Show each line from the records below in which the word "enum" occurs.
::::
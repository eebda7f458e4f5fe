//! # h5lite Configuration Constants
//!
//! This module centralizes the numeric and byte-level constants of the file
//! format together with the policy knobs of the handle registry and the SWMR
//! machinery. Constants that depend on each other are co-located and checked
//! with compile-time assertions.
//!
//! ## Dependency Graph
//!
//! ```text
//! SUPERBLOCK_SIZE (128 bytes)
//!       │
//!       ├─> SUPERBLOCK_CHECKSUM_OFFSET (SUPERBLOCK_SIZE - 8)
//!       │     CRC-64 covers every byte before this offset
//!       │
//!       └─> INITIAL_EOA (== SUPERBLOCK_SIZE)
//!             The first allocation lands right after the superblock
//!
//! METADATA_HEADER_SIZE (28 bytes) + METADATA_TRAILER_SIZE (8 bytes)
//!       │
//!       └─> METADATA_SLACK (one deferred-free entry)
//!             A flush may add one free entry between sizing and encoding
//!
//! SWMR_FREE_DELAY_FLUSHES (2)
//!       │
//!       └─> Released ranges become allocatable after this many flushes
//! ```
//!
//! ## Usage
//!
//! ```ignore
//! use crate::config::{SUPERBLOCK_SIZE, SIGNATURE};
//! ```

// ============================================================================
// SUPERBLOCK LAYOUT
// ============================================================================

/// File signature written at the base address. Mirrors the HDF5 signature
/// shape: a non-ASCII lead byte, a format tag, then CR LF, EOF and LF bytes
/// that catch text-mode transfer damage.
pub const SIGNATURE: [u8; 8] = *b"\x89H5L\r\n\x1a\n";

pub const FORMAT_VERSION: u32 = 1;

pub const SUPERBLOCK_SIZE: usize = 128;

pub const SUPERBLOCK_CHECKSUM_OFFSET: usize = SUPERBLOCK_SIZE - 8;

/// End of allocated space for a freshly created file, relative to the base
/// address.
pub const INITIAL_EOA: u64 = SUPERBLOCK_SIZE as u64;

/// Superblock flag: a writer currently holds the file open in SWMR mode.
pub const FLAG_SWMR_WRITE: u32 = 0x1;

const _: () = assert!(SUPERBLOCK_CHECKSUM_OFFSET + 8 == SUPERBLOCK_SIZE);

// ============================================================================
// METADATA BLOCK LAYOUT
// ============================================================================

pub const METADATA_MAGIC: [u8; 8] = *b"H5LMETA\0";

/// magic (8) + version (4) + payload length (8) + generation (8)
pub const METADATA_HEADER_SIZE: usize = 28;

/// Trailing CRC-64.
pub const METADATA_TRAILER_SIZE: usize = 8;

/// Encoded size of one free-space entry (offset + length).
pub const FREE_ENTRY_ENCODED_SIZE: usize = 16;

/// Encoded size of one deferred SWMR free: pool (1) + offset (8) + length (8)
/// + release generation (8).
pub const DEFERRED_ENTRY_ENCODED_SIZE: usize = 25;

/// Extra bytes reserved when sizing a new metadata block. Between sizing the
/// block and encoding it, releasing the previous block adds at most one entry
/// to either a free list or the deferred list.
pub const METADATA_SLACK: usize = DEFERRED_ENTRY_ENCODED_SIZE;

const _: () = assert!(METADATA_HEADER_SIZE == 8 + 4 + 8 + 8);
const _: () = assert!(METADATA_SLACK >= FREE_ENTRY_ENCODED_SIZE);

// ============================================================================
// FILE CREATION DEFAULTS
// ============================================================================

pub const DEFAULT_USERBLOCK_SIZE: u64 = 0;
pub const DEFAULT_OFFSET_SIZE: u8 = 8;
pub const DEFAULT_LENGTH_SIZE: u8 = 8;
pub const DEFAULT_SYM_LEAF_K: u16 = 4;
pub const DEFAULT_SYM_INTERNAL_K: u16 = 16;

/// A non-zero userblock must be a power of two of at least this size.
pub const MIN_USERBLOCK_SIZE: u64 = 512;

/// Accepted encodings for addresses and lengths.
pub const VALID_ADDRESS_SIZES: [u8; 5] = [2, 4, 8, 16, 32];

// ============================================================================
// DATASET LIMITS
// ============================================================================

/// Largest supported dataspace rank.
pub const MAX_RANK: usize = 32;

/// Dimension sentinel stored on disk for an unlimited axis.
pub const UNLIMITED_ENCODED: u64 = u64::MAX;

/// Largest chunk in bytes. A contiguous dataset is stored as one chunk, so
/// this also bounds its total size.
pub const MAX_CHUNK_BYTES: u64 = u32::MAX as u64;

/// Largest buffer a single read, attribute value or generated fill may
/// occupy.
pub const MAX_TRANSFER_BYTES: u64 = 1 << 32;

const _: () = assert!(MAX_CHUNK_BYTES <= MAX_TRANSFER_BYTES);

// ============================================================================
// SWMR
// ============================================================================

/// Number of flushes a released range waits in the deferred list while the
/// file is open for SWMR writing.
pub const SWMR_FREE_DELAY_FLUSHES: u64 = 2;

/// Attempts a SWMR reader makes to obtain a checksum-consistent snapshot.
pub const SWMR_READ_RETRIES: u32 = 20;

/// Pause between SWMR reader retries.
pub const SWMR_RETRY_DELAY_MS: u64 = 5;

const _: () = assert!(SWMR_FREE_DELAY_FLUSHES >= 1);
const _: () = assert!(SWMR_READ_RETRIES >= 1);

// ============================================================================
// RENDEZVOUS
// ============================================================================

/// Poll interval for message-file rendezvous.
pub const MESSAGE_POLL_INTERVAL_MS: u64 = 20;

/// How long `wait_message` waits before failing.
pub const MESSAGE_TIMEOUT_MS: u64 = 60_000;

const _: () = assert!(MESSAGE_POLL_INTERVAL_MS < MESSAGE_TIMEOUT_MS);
::::
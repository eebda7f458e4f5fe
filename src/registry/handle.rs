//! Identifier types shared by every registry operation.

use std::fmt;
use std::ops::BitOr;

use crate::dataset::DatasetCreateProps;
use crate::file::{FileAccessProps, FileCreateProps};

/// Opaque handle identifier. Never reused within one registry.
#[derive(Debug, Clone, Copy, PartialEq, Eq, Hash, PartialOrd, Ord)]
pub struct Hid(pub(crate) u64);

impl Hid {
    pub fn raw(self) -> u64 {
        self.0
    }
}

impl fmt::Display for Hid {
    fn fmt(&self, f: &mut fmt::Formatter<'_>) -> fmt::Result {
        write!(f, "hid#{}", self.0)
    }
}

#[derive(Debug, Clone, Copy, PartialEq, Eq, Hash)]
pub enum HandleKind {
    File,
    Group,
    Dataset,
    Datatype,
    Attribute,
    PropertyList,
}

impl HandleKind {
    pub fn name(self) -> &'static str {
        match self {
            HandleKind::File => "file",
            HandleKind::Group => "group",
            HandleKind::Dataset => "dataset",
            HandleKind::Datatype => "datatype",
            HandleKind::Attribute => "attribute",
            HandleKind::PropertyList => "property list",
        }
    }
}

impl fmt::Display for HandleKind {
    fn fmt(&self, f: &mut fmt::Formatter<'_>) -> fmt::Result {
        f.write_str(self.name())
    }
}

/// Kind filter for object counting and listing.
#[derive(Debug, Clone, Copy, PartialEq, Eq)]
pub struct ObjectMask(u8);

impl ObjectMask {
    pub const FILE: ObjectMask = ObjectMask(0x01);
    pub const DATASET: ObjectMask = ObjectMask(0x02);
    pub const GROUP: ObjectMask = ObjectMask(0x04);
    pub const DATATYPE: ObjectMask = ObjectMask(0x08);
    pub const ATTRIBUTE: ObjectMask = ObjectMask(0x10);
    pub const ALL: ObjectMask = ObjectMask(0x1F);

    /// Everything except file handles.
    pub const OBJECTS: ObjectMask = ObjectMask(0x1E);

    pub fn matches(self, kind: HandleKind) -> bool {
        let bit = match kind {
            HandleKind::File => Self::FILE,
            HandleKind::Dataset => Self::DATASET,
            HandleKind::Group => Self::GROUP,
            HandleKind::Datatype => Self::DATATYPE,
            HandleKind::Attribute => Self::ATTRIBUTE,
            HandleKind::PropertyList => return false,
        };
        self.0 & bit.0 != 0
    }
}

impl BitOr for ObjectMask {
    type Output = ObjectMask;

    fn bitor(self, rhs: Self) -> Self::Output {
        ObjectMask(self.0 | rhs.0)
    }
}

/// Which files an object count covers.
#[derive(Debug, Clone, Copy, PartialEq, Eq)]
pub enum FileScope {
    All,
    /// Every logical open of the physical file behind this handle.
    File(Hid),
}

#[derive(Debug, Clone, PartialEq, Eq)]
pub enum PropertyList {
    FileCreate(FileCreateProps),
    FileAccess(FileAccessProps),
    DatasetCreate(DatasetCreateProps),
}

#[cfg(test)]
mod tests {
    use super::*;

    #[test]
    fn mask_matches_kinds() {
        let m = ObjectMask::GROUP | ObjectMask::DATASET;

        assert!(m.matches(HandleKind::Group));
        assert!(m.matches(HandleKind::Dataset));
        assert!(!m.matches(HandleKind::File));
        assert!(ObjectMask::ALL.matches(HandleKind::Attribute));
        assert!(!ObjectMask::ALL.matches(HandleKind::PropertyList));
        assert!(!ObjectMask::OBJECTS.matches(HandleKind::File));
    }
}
::::
» EXERCISE OUTPUT
pub enum HandleKind {
pub enum FileScope {
pub enum PropertyList {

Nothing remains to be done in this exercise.